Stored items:
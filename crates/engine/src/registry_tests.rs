use super::*;
use crate::job::Entry;
use crate::testing::TestJob;
use drover_core::{DependencyFailureStrategy, JobRecord, JobState};
use std::sync::Arc;

fn entry(id: &str) -> Entry {
    Entry::new(
        JobRecord::new(JobId::new(id)),
        Arc::new(TestJob::succeeding("x").build()),
        1_000,
    )
}

fn entry_in(id: &str, state: JobState) -> Entry {
    let mut entry = entry(id);
    entry.record.state = state;
    entry
}

fn link(registry: &mut Registry, from: &str, to: &str) {
    let from = JobId::new(from);
    let entry = registry.get_mut(&from).unwrap();
    entry
        .record
        .depends
        .insert(&from, JobId::new(to), DependencyFailureStrategy::IgnoreFailure)
        .unwrap();
}

#[tokio::test]
async fn cycle_detection_on_direct_loop() {
    let mut registry = Registry::new();
    registry.insert(entry("job-a"));
    registry.insert(entry("job-b"));
    link(&mut registry, "job-a", "job-b");
    assert!(!registry.has_cycle_through(&JobId::new("job-a")));
    link(&mut registry, "job-b", "job-a");
    assert!(registry.has_cycle_through(&JobId::new("job-a")));
    assert!(registry.has_cycle_through(&JobId::new("job-b")));
}

#[tokio::test]
async fn cycle_detection_on_transitive_loop() {
    let mut registry = Registry::new();
    for id in ["job-a", "job-b", "job-c"] {
        registry.insert(entry(id));
    }
    link(&mut registry, "job-a", "job-b");
    link(&mut registry, "job-b", "job-c");
    assert!(!registry.has_cycle_through(&JobId::new("job-a")));
    link(&mut registry, "job-c", "job-a");
    assert!(registry.has_cycle_through(&JobId::new("job-a")));
}

#[tokio::test]
async fn diamond_is_not_a_cycle() {
    let mut registry = Registry::new();
    for id in ["job-a", "job-b", "job-c", "job-d"] {
        registry.insert(entry(id));
    }
    link(&mut registry, "job-a", "job-b");
    link(&mut registry, "job-a", "job-c");
    link(&mut registry, "job-b", "job-d");
    link(&mut registry, "job-c", "job-d");
    assert!(!registry.has_cycle_through(&JobId::new("job-a")));
}

#[tokio::test]
async fn terminal_job_without_dependents_is_removable() {
    let mut registry = Registry::new();
    registry.insert(entry_in("job-a", JobState::Succeeded));
    registry.insert(entry_in("job-b", JobState::Busy));
    assert_eq!(registry.removable_ids(), vec![JobId::new("job-a")]);
}

#[tokio::test]
async fn active_dependent_pins_terminal_job() {
    let mut registry = Registry::new();
    registry.insert(entry_in("job-a", JobState::Faulted));
    registry.insert(entry_in("job-b", JobState::Wait));
    link(&mut registry, "job-b", "job-a");
    assert!(registry.removable_ids().is_empty());
}

#[tokio::test]
async fn removable_chain_unpins_together() {
    let mut registry = Registry::new();
    registry.insert(entry_in("job-a", JobState::Succeeded));
    registry.insert(entry_in("job-b", JobState::Succeeded));
    link(&mut registry, "job-b", "job-a");
    let removable = registry.removable_ids();
    assert!(removable.contains(&JobId::new("job-a")));
    assert!(removable.contains(&JobId::new("job-b")));
}

#[tokio::test]
async fn handler_override_blocks_removal() {
    let mut registry = Registry::new();
    let mut pinned = Entry::new(
        JobRecord::new(JobId::new("job-a")),
        Arc::new(TestJob::succeeding("x").removable(false).build()),
        1_000,
    );
    pinned.record.state = JobState::Succeeded;
    registry.insert(pinned);
    assert!(registry.removable_ids().is_empty());
}

#[tokio::test]
async fn sorted_snapshots_order_by_start_time() {
    let mut registry = Registry::new();
    let mut late = entry("job-late");
    late.record.time_job_started_ms = 2_000;
    let mut early = entry("job-early");
    early.record.time_job_started_ms = 1_000;
    registry.insert(late);
    registry.insert(early);

    let ids: Vec<String> =
        registry.sorted_snapshots().iter().map(|s| s.id().to_string()).collect();
    assert_eq!(ids, vec!["job-early", "job-late"]);
}

#[tokio::test]
async fn dependent_ids_finds_incoming_edges() {
    let mut registry = Registry::new();
    for id in ["job-a", "job-b", "job-c"] {
        registry.insert(entry(id));
    }
    link(&mut registry, "job-b", "job-a");
    link(&mut registry, "job-c", "job-a");
    let dependents = registry.dependent_ids(&JobId::new("job-a"));
    assert_eq!(dependents.len(), 2);
    assert!(dependents.contains(&JobId::new("job-b")));
    assert!(dependents.contains(&JobId::new("job-c")));
}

ASSIGNMENT
Retype all of the data word for word.

EXERCISE RESULT
filename crates/engine/src/registry_tests.rs
use super::*;
use crate::job::Entry;
use crate::testing::TestJob;
use drover_core::{DependencyFailureStrategy, JobRecord, JobState};
use std::sync::Arc;

fn entry(id: &str) -> Entry {
    Entry::new(
        JobRecord::new(JobId::new(id)),
        Arc::new(TestJob::succeeding("x").build()),
        1_000,
    )
}

fn entry_in(id: &str, state: JobState) -> Entry {
    let mut entry = entry(id);
    entry.record.state = state;
    entry
}

fn link(registry: &mut Registry, from: &str, to: &str) {
    let from = JobId::new(from);
    let entry = registry.get_mut(&from).unwrap();
    entry
        .record
        .depends
        .insert(&from, JobId::new(to), DependencyFailureStrategy::IgnoreFailure)
        .unwrap();
}

#[tokio::test]
async fn cycle_detection_on_direct_loop() {
    let mut registry = Registry::new();
    registry.insert(entry("job-a"));
    registry.insert(entry("job-b"));
    link(&mut registry, "job-a", "job-b");
    assert!(!registry.has_cycle_through(&JobId::new("job-a")));
    link(&mut registry, "job-b", "job-a");
    assert!(registry.has_cycle_through(&JobId::new("job-a")));
    assert!(registry.has_cycle_through(&JobId::new("job-b")));
}

#[tokio::test]
async fn cycle_detection_on_transitive_loop() {
    let mut registry = Registry::new();
    for id in ["job-a", "job-b", "job-c"] {
        registry.insert(entry(id));
    }
    link(&mut registry, "job-a", "job-b");
    link(&mut registry, "job-b", "job-c");
    assert!(!registry.has_cycle_through(&JobId::new("job-a")));
    link(&mut registry, "job-c", "job-a");
    assert!(registry.has_cycle_through(&JobId::new("job-a")));
}

#[tokio::test]
async fn diamond_is_not_a_cycle() {
    let mut registry = Registry::new();
    for id in ["job-a", "job-b", "job-c", "job-d"] {
        registry.insert(entry(id));
    }
    link(&mut registry, "job-a", "job-b");
    link(&mut registry, "job-a", "job-c");
    link(&mut registry, "job-b", "job-d");
    link(&mut registry, "job-c", "job-d");
    assert!(!registry.has_cycle_through(&JobId::new("job-a")));
}

#[tokio::test]
async fn terminal_job_without_dependents_is_removable() {
    let mut registry = Registry::new();
    registry.insert(entry_in("job-a", JobState::Succeeded));
    registry.insert(entry_in("job-b", JobState::Busy));
    assert_eq!(registry.removable_ids(), vec![JobId::new("job-a")]);
}

#[tokio::test]
async fn active_dependent_pins_terminal_job() {
    let mut registry = Registry::new();
    registry.insert(entry_in("job-a", JobState::Faulted));
    registry.insert(entry_in("job-b", JobState::Wait));
    link(&mut registry, "job-b", "job-a");
    assert!(registry.removable_ids().is_empty());
}

#[tokio::test]
async fn removable_chain_unpins_together() {
    let mut registry = Registry::new();
    registry.insert(entry_in("job-a", JobState::Succeeded));
    registry.insert(entry_in("job-b", JobState::Succeeded));
    link(&mut registry, "job-b", "job-a");
    let removable = registry.removable_ids();
    assert!(removable.contains(&JobId::new("job-a")));
    assert!(removable.contains(&JobId::new("job-b")));
}

#[tokio::test]
async fn handler_override_blocks_removal() {
    let mut registry = Registry::new();
    let mut pinned = Entry::new(
        JobRecord::new(JobId::new("job-a")),
        Arc::new(TestJob::succeeding("x").removable(false).build()),
        1_000,
    );
    pinned.record.state = JobState::Succeeded;
    registry.insert(pinned);
    assert!(registry.removable_ids().is_empty());
}

#[tokio::test]
async fn sorted_snapshots_order_by_start_time() {
    let mut registry = Registry::new();
    let mut late = entry("job-late");
    late.record.time_job_started_ms = 2_000;
    let mut early = entry("job-early");
    early.record.time_job_started_ms = 1_000;
    registry.insert(late);
    registry.insert(early);

    let ids: Vec<String> =
        registry.sorted_snapshots().iter().map(|s| s.id().to_string()).collect();
    assert_eq!(ids, vec!["job-early", "job-late"]);
}

#[tokio::test]
async fn dependent_ids_finds_incoming_edges() {
    let mut registry = Registry::new();
    for id in ["job-a", "job-b", "job-c"] {
        registry.insert(entry(id));
    }
    link(&mut registry, "job-b", "job-a");
    link(&mut registry, "job-c", "job-a");
    let dependents = registry.dependent_ids(&JobId::new("job-a"));
    assert_eq!(dependents.len(), 2);
    assert!(dependents.contains(&JobId::new("job-b")));
    assert!(dependents.contains(&JobId::new("job-c")));
}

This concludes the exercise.